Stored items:

·····

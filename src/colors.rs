// This Source Code Form is subject to the terms of the Mozilla Public
// License, v. 2.0. If a copy of the MPL was not distributed with this
// file, You can obtain one at http://mozilla.org/MPL/2.0/.

//! Colors come in three flavors: RGB, HSV and HSL.  A `Color` carries
//! exactly one of them at a time, and the `to_rgb`, `to_hsv` and
//! `to_hsl` functions move freely between them.  The density shader
//! needs HSL (it swaps out the lightness), while the pixel buffer
//! wants RGB, so every color eventually takes a trip through here.
//!
//! RGB channels are kept as floating point numbers on the 0-255
//! scale so that a trip through the other two representations and
//! back lands on the same numbers; they are only rounded to bytes
//! when they are packed into a pixel.

use std::fmt;

use num::clamp;
use rand::Rng;

use crate::error::IfsError;

/// Red, green and blue, each on the 0-255 scale.
#[derive(Copy, Clone, Debug, PartialEq)]
pub struct Rgb {
    /// Red channel, 0-255.
    pub red: f64,
    /// Green channel, 0-255.
    pub green: f64,
    /// Blue channel, 0-255.
    pub blue: f64,
}

/// Hue in degrees (0-360), saturation and value in 0-1.
#[derive(Copy, Clone, Debug, PartialEq)]
pub struct Hsv {
    /// Hue, 0-360.
    pub hue: f64,
    /// Saturation, 0-1.
    pub saturation: f64,
    /// Value, 0-1.
    pub value: f64,
}

/// Hue in degrees (0-360), saturation and lightness in 0-1.
#[derive(Copy, Clone, Debug, PartialEq)]
pub struct Hsl {
    /// Hue, 0-360.
    pub hue: f64,
    /// Saturation, 0-1.
    pub saturation: f64,
    /// Lightness, 0-1.
    pub lightness: f64,
}

/// A color in one of the three supported representations.
#[derive(Copy, Clone, Debug, PartialEq)]
pub enum Color {
    /// See `Rgb`.
    Rgb(Rgb),
    /// See `Hsv`.
    Hsv(Hsv),
    /// See `Hsl`.
    Hsl(Hsl),
}

impl Rgb {
    /// Builds a color from whole byte values.
    pub fn new(red: u8, green: u8, blue: u8) -> Rgb {
        Rgb {
            red: f64::from(red),
            green: f64::from(green),
            blue: f64::from(blue),
        }
    }

    /// The channels rounded to the nearest byte.
    pub fn to_bytes(self) -> [u8; 3] {
        let byte = |c: f64| clamp(c.round(), 0.0, 255.0) as u8;
        [byte(self.red), byte(self.green), byte(self.blue)]
    }
}

/// Pure red.
pub const RED: Color = Color::Rgb(Rgb {
    red: 255.0,
    green: 0.0,
    blue: 0.0,
});
/// Pure blue.
pub const BLUE: Color = Color::Rgb(Rgb {
    red: 0.0,
    green: 0.0,
    blue: 255.0,
});
/// A dark, leafy green.
pub const GREEN: Color = Color::Rgb(Rgb {
    red: 0.0,
    green: 100.0,
    blue: 0.0,
});
/// Bark brown.
pub const BROWN: Color = Color::Rgb(Rgb {
    red: 150.0,
    green: 100.0,
    blue: 40.0,
});
/// Black.
pub const BLACK: Color = Color::Rgb(Rgb {
    red: 0.0,
    green: 0.0,
    blue: 0.0,
});
/// White.
pub const WHITE: Color = Color::Rgb(Rgb {
    red: 255.0,
    green: 255.0,
    blue: 255.0,
});

// Hue in degrees from the normalized channels.  Achromatic colors get
// hue 0.
fn hue(r: f64, g: f64, b: f64, max: f64, chroma: f64) -> f64 {
    if chroma == 0.0 {
        0.0
    } else if max == r {
        60.0 * ((g - b) / chroma).rem_euclid(6.0)
    } else if max == g {
        60.0 * ((b - r) / chroma + 2.0)
    } else {
        60.0 * ((r - g) / chroma + 4.0)
    }
}

fn rgb_to_hsv(c: Rgb) -> Hsv {
    let (r, g, b) = (c.red / 255.0, c.green / 255.0, c.blue / 255.0);
    let max = r.max(g).max(b);
    let min = r.min(g).min(b);
    let chroma = max - min;
    Hsv {
        hue: hue(r, g, b, max, chroma),
        saturation: if max == 0.0 { 0.0 } else { chroma / max },
        value: max,
    }
}

fn rgb_to_hsl(c: Rgb) -> Hsl {
    let (r, g, b) = (c.red / 255.0, c.green / 255.0, c.blue / 255.0);
    let max = r.max(g).max(b);
    let min = r.min(g).min(b);
    let chroma = max - min;
    let lightness = (max + min) / 2.0;
    let saturation = if lightness == 0.0 || lightness == 1.0 {
        0.0
    } else {
        chroma / (1.0 - (2.0 * lightness - 1.0).abs())
    };
    Hsl {
        hue: hue(r, g, b, max, chroma),
        saturation,
        lightness,
    }
}

fn hsv_to_rgb(c: Hsv) -> Rgb {
    let channel = |n: f64| {
        let k = (n + c.hue / 60.0).rem_euclid(6.0);
        let ramp = k.min(4.0 - k).min(1.0).max(0.0);
        255.0 * (c.value - c.value * c.saturation * ramp)
    };
    Rgb {
        red: channel(5.0),
        green: channel(3.0),
        blue: channel(1.0),
    }
}

fn hsl_to_rgb(c: Hsl) -> Rgb {
    let a = c.saturation * c.lightness.min(1.0 - c.lightness);
    let channel = |n: f64| {
        let k = (n + c.hue / 30.0).rem_euclid(12.0);
        let ramp = (k - 3.0).min(9.0 - k).min(1.0).max(-1.0);
        255.0 * (c.lightness - a * ramp)
    };
    Rgb {
        red: channel(0.0),
        green: channel(8.0),
        blue: channel(4.0),
    }
}

fn hsv_to_hsl(c: Hsv) -> Hsl {
    let lightness = c.value * (1.0 - c.saturation / 2.0);
    let saturation = if lightness == 0.0 || lightness == 1.0 {
        0.0
    } else {
        (c.value - lightness) / lightness.min(1.0 - lightness)
    };
    Hsl {
        hue: c.hue,
        saturation,
        lightness,
    }
}

fn hsl_to_hsv(c: Hsl) -> Hsv {
    let value = c.lightness + c.saturation * c.lightness.min(1.0 - c.lightness);
    let saturation = if value == 0.0 {
        0.0
    } else {
        2.0 * (1.0 - c.lightness / value)
    };
    Hsv {
        hue: c.hue,
        saturation,
        value,
    }
}

/// Any color as RGB.
pub fn to_rgb(color: Color) -> Rgb {
    match color {
        Color::Rgb(c) => c,
        Color::Hsv(c) => hsv_to_rgb(c),
        Color::Hsl(c) => hsl_to_rgb(c),
    }
}

/// Any color as HSV.
pub fn to_hsv(color: Color) -> Hsv {
    match color {
        Color::Rgb(c) => rgb_to_hsv(c),
        Color::Hsv(c) => c,
        Color::Hsl(c) => hsl_to_hsv(c),
    }
}

/// Any color as HSL.
pub fn to_hsl(color: Color) -> Hsl {
    match color {
        Color::Rgb(c) => rgb_to_hsl(c),
        Color::Hsv(c) => hsv_to_hsl(c),
        Color::Hsl(c) => c,
    }
}

impl Color {
    /// Shorthand for `to_rgb(self)`.
    pub fn rgb(self) -> Rgb {
        to_rgb(self)
    }

    /// Shorthand for `to_hsl(self)`.
    pub fn hsl(self) -> Hsl {
        to_hsl(self)
    }

    /// Shorthand for `to_hsv(self)`.
    pub fn hsv(self) -> Hsv {
        to_hsv(self)
    }

    /// The same hue and saturation at a different lightness.
    pub fn with_lightness(self, lightness: f64) -> Color {
        Color::Hsl(Hsl {
            lightness,
            ..to_hsl(self)
        })
    }
}

/// Renders the color as `#rrggbb`, each byte zero-padded.
pub fn to_hex_string(color: Color) -> String {
    let [r, g, b] = to_rgb(color).to_bytes();
    format!("#{:02x}{:02x}{:02x}", r, g, b)
}

/// Reads `rrggbb` or `#rrggbb`, in either case.  Anything else is
/// `None`.
pub fn hex_to_color(s: &str) -> Option<Color> {
    let digits = s.strip_prefix('#').unwrap_or(s);
    if digits.len() != 6 || !digits.bytes().all(|b| b.is_ascii_hexdigit()) {
        return None;
    }
    let byte = |i: usize| u8::from_str_radix(&digits[i..i + 2], 16).ok();
    Some(Color::Rgb(Rgb::new(byte(0)?, byte(2)?, byte(4)?)))
}

/// Any color with whole byte channels; each channel is drawn from
/// 0-254, the same range as the interactive editor's "random" button.
pub fn random_color<R: Rng + ?Sized>(rng: &mut R) -> Color {
    Color::Rgb(Rgb::new(
        rng.gen_range(0, 255),
        rng.gen_range(0, 255),
        rng.gen_range(0, 255),
    ))
}

impl fmt::Display for Color {
    fn fmt(&self, f: &mut fmt::Formatter) -> fmt::Result {
        write!(f, "{}", to_hex_string(*self))
    }
}

impl std::str::FromStr for Color {
    type Err = IfsError;

    fn from_str(s: &str) -> Result<Color, IfsError> {
        hex_to_color(s).ok_or_else(|| IfsError::InvalidColor(s.to_string()))
    }
}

·····

■ WHAT IS BEING ASKED ■
Across the entries above, how many lines contain the string "IfsError"? The number alone is the answer.

■ YOUR SOLUTION ■
4